11:00 So, that’s threading in Python! Next up, I’m going to show you what can cause race conditions and how they’re problematic.
msarabi95 on April 23, 2021
I’m wondering what the threaded version of the program would look like if we use threading primitives instead of the executor. How would the download_all_sites
function change?
Christopher Trudeau RP Team on April 23, 2021
Without the executor, you’d need to write code that creates an individual thread (or 5 of them if you were doing the exact same thing) and then start the thread. You’d also need to do a join on all of them afterwards.
The key part would be how you distribute the data amongst those threads – you could just put a thread constructor in a loop, creating 5 instances, but you’d be missing the mapping to the subset of sites.
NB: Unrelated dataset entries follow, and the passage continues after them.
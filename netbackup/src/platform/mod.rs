//! Platform definitions for multi-vendor support.
//!
//! Prompt patterns, privilege levels, failure strings and session
//! preparation for each supported CLI.

mod definition;
mod privilege_level;
mod registry;
pub mod vendors;

pub use definition::PlatformDefinition;
pub use privilege_level::PrivilegeLevel;
pub use registry::PlatformRegistry;
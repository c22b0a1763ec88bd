//! MikroTik RouterOS platform definition.
//!
//! RouterOS has a single privilege level. Terminal options are passed as a
//! suffix on the login name (`admin+ct511w4098h`: no colours, no terminal
//! detection, 511 columns, 4098 rows), which keeps the console from
//! redrawing and paging the output of `export`.
//!
//! ```text
//! [admin@MikroTik] >
//! [admin@MikroTik] /interface>
//! [admin@MikroTik] <SAFE>
//! ```

use crate::platform::{PlatformDefinition, PrivilegeLevel};

pub const NAME: &str = "mikrotik_routeros";

/// Create the RouterOS platform definition.
pub fn platform() -> PlatformDefinition {
    let exec = PrivilegeLevel::new(
        "exec",
        r"(?:^|\n)\[[^\]\r\n]{1,128}\][^>\r\n]{0,64}>[ \t]*$",
    )
    .unwrap();

    PlatformDefinition::new(NAME)
        .with_privilege(exec)
        .with_default_privilege("exec")
        .with_failure_pattern("bad command name")
        .with_failure_pattern("syntax error")
        .with_failure_pattern("expected end of command")
        .with_failure_pattern("failure:")
        .with_on_close_command("/quit")
        .with_return_char("\r\n")
        .with_username_suffix("+ct511w4098h")
        .with_terminal_size(511, 4098)
}
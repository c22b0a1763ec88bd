//! Fallback platform for shell kinds without a dedicated definition.
//!
//! One privilege level, any line ending in `>`, `#`, `$` or `%`. No paging
//! control: pair it with the timed read strategy unless the device prints
//! its whole configuration without a pager.

use crate::platform::{PlatformDefinition, PrivilegeLevel};

pub const NAME: &str = "generic";

pub fn platform() -> PlatformDefinition {
    let exec = PrivilegeLevel::new("exec", r"(?:^|\n)[^\r\n]{0,128}[>#$%][ \t]*$").unwrap();

    PlatformDefinition::new(NAME)
        .with_privilege(exec)
        .with_default_privilege("exec")
}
You likely would slice the list of sites, giving the first thread 1/5 of the work.
To see code examples without the executor, take a look at the following article:
andrewodrain on May 5, 2023
I always come out of your lectures with an extremely deep understanding of the topics you present. After seeing concurrency in action, I think I am addicted. Excellent work Christopher! Thank You!
Christopher Trudeau RP Team on May 6, 2023
Glad you’re finding it useful Andrew. Happy coding!
Tony Ngok on Feb. 6, 2024
- I’ve learnt later in the course that asyncio only uses 1 CPU. So, is it why asyncio is better than thread for I/O bound programming?
- Also, is it that threading uses multiple CPUs (i.e., n CPUs for 2n threads)?
Bartosz Zaczyński RP Team on Feb. 6, 2024
@tonyn1999 The async
/await
approach and threading are two alternative paradigms in concurrent programming, both of which have their pros and cons, so you can’t say that one is always better than the other. That said, asynchronous programming is generally more scalable for I/O-bound tasks thanks to the cheap cost of context switching compared to threads.
The major downside of asyncio
in Python is that not every library provides an asynchronous API. Also, mixing synchronous and asynchronous code can be challenging. If you miss a single blocking code, then that will affect your entire program, bringing it to a complete halt. Finally, getting used to the asynchronous paradigm takes time since it has a steep learning curve.
Threads in Python can use multiple CPU cores but not simultaneously because of the global interpreter lock (GIL), which ensures that only one thread runs at a time. However, there are clever ways to bypass the GIL for true parallelism.
Christopher Trudeau RP Team on Feb. 7, 2024
Hi @tony,
Bartosz has been doing a great job answering questions, but I thought I’d stick my $0.02 in here as well.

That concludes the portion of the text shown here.